● WORK INSTRUCTION
Copy out each line of the data that holds the word "frontend".

------ GIVEN RECORDS ------

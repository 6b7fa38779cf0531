//! AniDB UDP protocol implementation
//!
//! - `codec`: wire-level escaping and line/field splitting
//! - `command`: command values and the wire-format encoder
//! - `response`: raw reply decoding and the typed result mapping
//! - `fields`: per-field decode rules and fixed response templates
//! - `masks`: field-mask namespaces and the mask decode engine
//! - `session`: authentication state machine

pub mod codec;
pub mod command;
pub mod fields;
pub mod masks;
pub mod response;
pub mod session;

pub use command::{Command, ParamValue, Verb};
pub use response::{DecodedResult, RawResponse};
pub use session::{SessionManager, SessionState};

/// Protocol version sent as the `protover` AUTH parameter
pub const PROTOCOL_VERSION: u8 = 3;

/// Default AniDB server address
pub const DEFAULT_SERVER: &str = "api.anidb.net";

/// Default AniDB UDP port
pub const DEFAULT_PORT: u16 = 9000;

/// Maximum outbound datagram size (considering PPPoE)
pub const MAX_PACKET_SIZE: usize = 1400;

/// Receive buffer size for a single reply datagram
pub const MAX_RECEIVE_SIZE: usize = 4096;

/// Encoding announced to the server via the `enc` AUTH parameter
pub const WIRE_ENCODING: &str = "UTF8";

#[cfg(test)]
mod tests {
    use super::*;

    #[test]
    fn test_protocol_constants() {
        assert_eq!(PROTOCOL_VERSION, 3);
        assert_eq!(DEFAULT_SERVER, "api.anidb.net");
        assert_eq!(DEFAULT_PORT, 9000);
        assert_eq!(MAX_PACKET_SIZE, 1400);
        assert_eq!(MAX_RECEIVE_SIZE, 4096);
    }
}
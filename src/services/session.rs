use std::collections::HashMap;
use std::sync::Mutex;

use crate::common::StorageError;

/// Storage key holding the session token returned by login.
pub const TOKEN_KEY: &str = "token";

/// Durable key-value storage for the session.
pub trait TokenStore {
    fn get(&self, key: &str) -> Result<Option<String>, StorageError>;

    fn set(&self, key: &str, value: &str) -> Result<(), StorageError>;

    fn remove(&self, key: &str) -> Result<(), StorageError>;

    fn token(&self) -> Result<Option<String>, StorageError> {
        self.get(TOKEN_KEY)
    }
}

impl<T: TokenStore + ?Sized> TokenStore for std::rc::Rc<T> {
    fn get(&self, key: &str) -> Result<Option<String>, StorageError> {
        (**self).get(key)
    }

    fn set(&self, key: &str, value: &str) -> Result<(), StorageError> {
        (**self).set(key, value)
    }

    fn remove(&self, key: &str) -> Result<(), StorageError> {
        (**self).remove(key)
    }
}

/// In-process storage, for hosts without `localStorage`.
#[derive(Debug, Default)]
pub struct MemoryTokenStore {
    entries: Mutex<HashMap<String, String>>,
}

impl MemoryTokenStore {
    pub fn new() -> Self {
        Self::default()
    }

    fn entries(&self) -> std::sync::MutexGuard<'_, HashMap<String, String>> {
        self.entries.lock().unwrap_or_else(|poisoned| poisoned.into_inner())
    }
}

impl TokenStore for MemoryTokenStore {
    fn get(&self, key: &str) -> Result<Option<String>, StorageError> {
        Ok(self.entries().get(key).cloned())
    }

    fn set(&self, key: &str, value: &str) -> Result<(), StorageError> {
        self.entries().insert(key.to_string(), value.to_string());
        Ok(())
    }

    fn remove(&self, key: &str) -> Result<(), StorageError> {
        self.entries().remove(key);
        Ok(())
    }
}

/// `window.localStorage`.
#[derive(Clone, Copy, Debug, Default)]
pub struct BrowserTokenStore;

impl BrowserTokenStore {
    fn storage() -> Result<web_sys::Storage, StorageError> {
        web_sys::window()
            .and_then(|window| window.local_storage().ok().flatten())
            .ok_or(StorageError::Unavailable)
    }
}

impl TokenStore for BrowserTokenStore {
    fn get(&self, key: &str) -> Result<Option<String>, StorageError> {
        Self::storage()?
            .get_item(key)
            .map_err(|e| StorageError::Read {
                key: key.to_string(),
                reason: format!("{:?}", e),
            })
    }

    fn set(&self, key: &str, value: &str) -> Result<(), StorageError> {
        Self::storage()?
            .set_item(key, value)
            .map_err(|e| StorageError::Write {
                key: key.to_string(),
                reason: format!("{:?}", e),
            })
    }

    fn remove(&self, key: &str) -> Result<(), StorageError> {
        Self::storage()?
            .remove_item(key)
            .map_err(|e| StorageError::Write {
                key: key.to_string(),
                reason: format!("{:?}", e),
            })
    }
}

#[cfg(test)]
mod tests {
    use super::*;

    #[test]
    fn memory_store_round_trips_the_token() {
        let store = MemoryTokenStore::new();
        assert_eq!(store.token(), Ok(None));

        store.set(TOKEN_KEY, "abc").unwrap();
        assert_eq!(store.token(), Ok(Some("abc".to_string())));

        store.set(TOKEN_KEY, "def").unwrap();
        assert_eq!(store.get(TOKEN_KEY), Ok(Some("def".to_string())));

        store.remove(TOKEN_KEY).unwrap();
        assert_eq!(store.token(), Ok(None));
    }
}
use leptos::prelude::*;

/// Submit button that locks itself while its form is busy.
#[component]
pub fn Button(
    #[prop(into)] label: String,
    #[prop(into)] loading: Signal<bool>,
    #[prop(optional, into)] loading_text: String,
    #[prop(optional, into)] button_type: String,
) -> impl IntoView {
    let classes = "w-full inline-flex items-center justify-center px-8 py-4 text-lg font-semibold rounded-xl transition-all duration-200 focus:outline-none focus:ring-2 focus:ring-offset-2 focus:ring-offset-indigo-950 bg-gradient-to-r from-indigo-700 to-violet-600 text-white hover:from-indigo-800 hover:to-violet-700 hover:shadow-lg hover:shadow-violet-500/25 focus:ring-violet-500 disabled:opacity-50 disabled:cursor-not-allowed";

    let loading_text_display = if loading_text.is_empty() {
        "Loading...".to_string()
    } else {
        loading_text
    };

    let button_type_val = if button_type.is_empty() {
        "submit".to_string()
    } else {
        button_type
    };

    view! {
        <button
            type=button_type_val
            class=classes
            disabled=move || loading.get()
        >
            <Show
                when=move || loading.get()
                fallback={
                    let label = label.clone();
                    move || label.clone()
                }
            >
                <span class="flex items-center justify-center gap-2">
                    <span class="w-5 h-5 border-2 border-white/30 border-t-white rounded-full animate-spin"></span>
                    {loading_text_display.clone()}
                </span>
            </Show>
        </button>
    }
}
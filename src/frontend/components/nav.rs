use leptos::prelude::*;

use crate::services::Route;

#[component]
pub fn Nav() -> impl IntoView {
    view! {
        <nav class="fixed top-0 left-0 right-0 z-40 backdrop-blur-md bg-indigo-950/80 border-b border-indigo-300/10">
            <div class="max-w-6xl mx-auto px-6 py-4 flex items-center justify-between">
                <a href=Route::Landing.path() class="flex items-center gap-3">
                    <span class="text-2xl font-bold bg-gradient-to-r from-violet-300 to-indigo-200 bg-clip-text text-transparent">
                        "Signavox"
                    </span>
                </a>
                <div class="flex items-center gap-6">
                    <a href="#features" class="text-indigo-200 hover:text-white transition-colors">"Why us"</a>
                    <a href="#register" class="text-indigo-200 hover:text-white transition-colors">"Apply"</a>
                    <a href=Route::Login.path() class="px-4 py-2 rounded-lg border border-indigo-300/40 text-sm text-indigo-100 hover:bg-indigo-900/40">
                        "Login"
                    </a>
                </div>
            </div>
        </nav>
    }
}
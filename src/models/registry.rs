//! Static description of every input on the registration form.

use super::{ExperienceToggle, FieldId, FieldKind, FieldSpec, SelectOption};

pub static PERSONAL_FIELDS: [FieldSpec; 3] = [
    FieldSpec::new(FieldId::Name, FieldKind::Text, true),
    FieldSpec::new(FieldId::Email, FieldKind::Email, true),
    FieldSpec::new(FieldId::Phone, FieldKind::Tel, true),
];

pub static CURRENT_YEAR_OPTIONS: [SelectOption; 5] = [
    SelectOption { value: "1st Year", label: "1st Year" },
    SelectOption { value: "2nd Year", label: "2nd Year" },
    SelectOption { value: "3rd Year", label: "3rd Year" },
    SelectOption { value: "4th Year", label: "4th Year" },
    SelectOption { value: "Graduated", label: "Graduated" },
];

pub static COLLEGE_FIELDS: [FieldSpec; 9] = [
    FieldSpec::new(FieldId::CollegeName, FieldKind::Text, true),
    FieldSpec::new(FieldId::Course, FieldKind::Text, true),
    FieldSpec::new(FieldId::Department, FieldKind::Text, true),
    FieldSpec::new(FieldId::University, FieldKind::Text, true),
    FieldSpec::new(FieldId::Degree, FieldKind::Text, true),
    FieldSpec::new(FieldId::Specialization, FieldKind::Text, true),
    FieldSpec::new(FieldId::Cgpa, FieldKind::Number, true),
    FieldSpec::select(FieldId::CurrentYear, true, &CURRENT_YEAR_OPTIONS),
    FieldSpec::new(FieldId::YearOfPassing, FieldKind::Text, true),
];

pub static EXPERIENCE_FIELDS: [FieldSpec; 3] = [
    FieldSpec::new(FieldId::PreviousCompany, FieldKind::Text, false),
    FieldSpec::new(FieldId::Position, FieldKind::Text, false),
    FieldSpec::new(FieldId::YearsOfExperience, FieldKind::Number, false),
];

pub static RESUME_FIELD: FieldSpec = FieldSpec::new(FieldId::Resume, FieldKind::Url, false);

pub static LOGIN_FIELDS: [FieldSpec; 2] = [
    FieldSpec::new(FieldId::Email, FieldKind::Email, true),
    FieldSpec::new(FieldId::Password, FieldKind::Text, true),
];

/// Fields rendered (and therefore enforced) for the given experience answer,
/// in display order.
pub fn registration_fields(experience: ExperienceToggle) -> impl Iterator<Item = &'static FieldSpec> {
    let experience_fields: &'static [FieldSpec] = if experience.is_yes() {
        &EXPERIENCE_FIELDS
    } else {
        &[]
    };

    PERSONAL_FIELDS
        .iter()
        .chain(COLLEGE_FIELDS.iter())
        .chain(std::iter::once(&RESUME_FIELD))
        .chain(experience_fields.iter())
}
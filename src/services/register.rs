use crate::api::AuthApi;
use crate::forms::{FormState, RegistrationPayload};

use super::{MountScope, Notification, Notifier, SubmitGate, SubmitOutcome};

pub const REGISTRATION_FALLBACK: &str = "Registration failed.";
pub const REGISTRATION_DEFAULT_SUCCESS: &str = "Registration successful!";
pub const APPROVAL_NOTICE: &str =
    " You will receive your login credentials by email after admin approval.";

/// Text of the success toast for the given server message.
pub fn success_text(message: Option<&str>) -> String {
    format!(
        "{}{}",
        message.unwrap_or(REGISTRATION_DEFAULT_SUCCESS),
        APPROVAL_NOTICE
    )
}

/// Intern registration: post the payload and report the result as a toast.
/// The user stays on the form either way.
pub struct RegisterFlow<A, N> {
    api: A,
    notifier: N,
    gate: SubmitGate,
    scope: MountScope,
}

impl<A, N> RegisterFlow<A, N>
where
    A: AuthApi,
    N: Notifier,
{
    pub fn new(api: A, notifier: N) -> Self {
        Self {
            api,
            notifier,
            gate: SubmitGate::new(),
            scope: MountScope::new(),
        }
    }

    pub fn with_gate(mut self, gate: SubmitGate) -> Self {
        self.gate = gate;
        self
    }

    pub fn with_scope(mut self, scope: MountScope) -> Self {
        self.scope = scope;
        self
    }

    pub fn gate(&self) -> &SubmitGate {
        &self.gate
    }

    pub fn scope(&self) -> &MountScope {
        &self.scope
    }

    pub async fn submit(&self, form: &FormState) -> SubmitOutcome {
        let missing = form.missing_required();
        if !missing.is_empty() {
            return SubmitOutcome::Invalid(missing);
        }

        let Some(_ticket) = self.gate.try_begin() else {
            log::debug!("registration already in flight, ignoring submit");
            return SubmitOutcome::AlreadySubmitting;
        };

        let payload = RegistrationPayload::from_form(form);

        let reply = match self.scope.guard(self.api.register(&payload)).await {
            Ok(reply) => reply,
            Err(_) => {
                log::debug!("registration form unmounted before the reply arrived");
                return SubmitOutcome::Abandoned;
            }
        };

        match reply {
            Ok(reply) if reply.is_success() => {
                log::info!("registration accepted, awaiting admin approval");
                self.notifier
                    .notify(Notification::success(success_text(reply.body.message.as_deref())));
                SubmitOutcome::Succeeded
            }
            Ok(reply) => {
                log::warn!("registration rejected with status {}", reply.status);
                let text = reply
                    .body
                    .message
                    .unwrap_or_else(|| REGISTRATION_FALLBACK.to_string());
                self.fail(text)
            }
            Err(e) => {
                log::warn!("registration request failed: {}", e);
                self.fail(REGISTRATION_FALLBACK.to_string())
            }
        }
    }

    fn fail(&self, text: String) -> SubmitOutcome {
        self.notifier.notify(Notification::error(text.clone()));
        SubmitOutcome::Failed(text)
    }
}
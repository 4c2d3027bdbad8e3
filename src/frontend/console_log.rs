//! `log` backend writing to the browser console.

use log::{Level, LevelFilter, Log, Metadata, Record};

struct ConsoleLogger;

static LOGGER: ConsoleLogger = ConsoleLogger;

impl Log for ConsoleLogger {
    fn enabled(&self, metadata: &Metadata) -> bool {
        metadata.level() <= log::max_level()
    }

    fn log(&self, record: &Record) {
        if !self.enabled(record.metadata()) {
            return;
        }

        let line = format!("[{}] {}: {}", record.level(), record.target(), record.args());
        match record.level() {
            Level::Error => gloo_console::error!(line),
            Level::Warn => gloo_console::warn!(line),
            Level::Info => gloo_console::info!(line),
            Level::Debug | Level::Trace => gloo_console::debug!(line),
        }
    }

    fn flush(&self) {}
}

/// Installs the console logger. Later calls are ignored.
pub fn init(level: LevelFilter) {
    if log::set_logger(&LOGGER).is_ok() {
        log::set_max_level(level);
    }
}
//! Static host for the compiled client.

pub mod routes;

pub use routes::configure;

use actix_web::middleware::DefaultHeaders;

/// Baseline security headers for every response.
pub fn security_headers() -> DefaultHeaders {
    DefaultHeaders::new()
        .add(("X-Frame-Options", "DENY"))
        .add(("X-Content-Type-Options", "nosniff"))
        .add(("Referrer-Policy", "strict-origin-when-cross-origin"))
}
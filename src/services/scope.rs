use std::future::Future;
use std::sync::{Arc, Mutex, MutexGuard};

use futures::future::{AbortHandle, Abortable};

/// The page that started a request has been torn down.
#[derive(Debug, Clone, Copy, Eq, PartialEq, thiserror::Error)]
#[error("owning view was unmounted")]
pub struct Unmounted;

#[derive(Default)]
struct ScopeState {
    cancelled: bool,
    in_flight: Vec<AbortHandle>,
}

/// Ties network calls to the lifetime of the view that issued them.
///
/// After `cancel`, pending calls resolve to `Err(Unmounted)` and new
/// calls are refused.
#[derive(Clone, Default)]
pub struct MountScope {
    state: Arc<Mutex<ScopeState>>,
}

impl MountScope {
    pub fn new() -> Self {
        Self::default()
    }

    fn state(&self) -> MutexGuard<'_, ScopeState> {
        self.state.lock().unwrap_or_else(|poisoned| poisoned.into_inner())
    }

    pub fn is_cancelled(&self) -> bool {
        self.state().cancelled
    }

    pub async fn guard<F>(&self, future: F) -> Result<F::Output, Unmounted>
    where
        F: Future,
    {
        let (handle, registration) = AbortHandle::new_pair();
        {
            let mut state = self.state();
            if state.cancelled {
                return Err(Unmounted);
            }
            state.in_flight.retain(|h| !h.is_aborted());
            state.in_flight.push(handle);
        }

        Abortable::new(future, registration)
            .await
            .map_err(|_| Unmounted)
    }

    pub fn cancel(&self) {
        let mut state = self.state();
        state.cancelled = true;
        for handle in state.in_flight.drain(..) {
            handle.abort();
        }
    }
}

impl std::fmt::Debug for MountScope {
    fn fmt(
        &self,
        f: &mut std::fmt::Formatter<'_>,
    ) -> std::fmt::Result {
        let state = self.state();
        f.debug_struct("MountScope")
            .field("cancelled", &state.cancelled)
            .field("in_flight", &state.in_flight.len())
            .finish()
    }
}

------

● EXERCISE OUTPUT
filename src/frontend/components/nav.rs
filename src/frontend/console_log.rs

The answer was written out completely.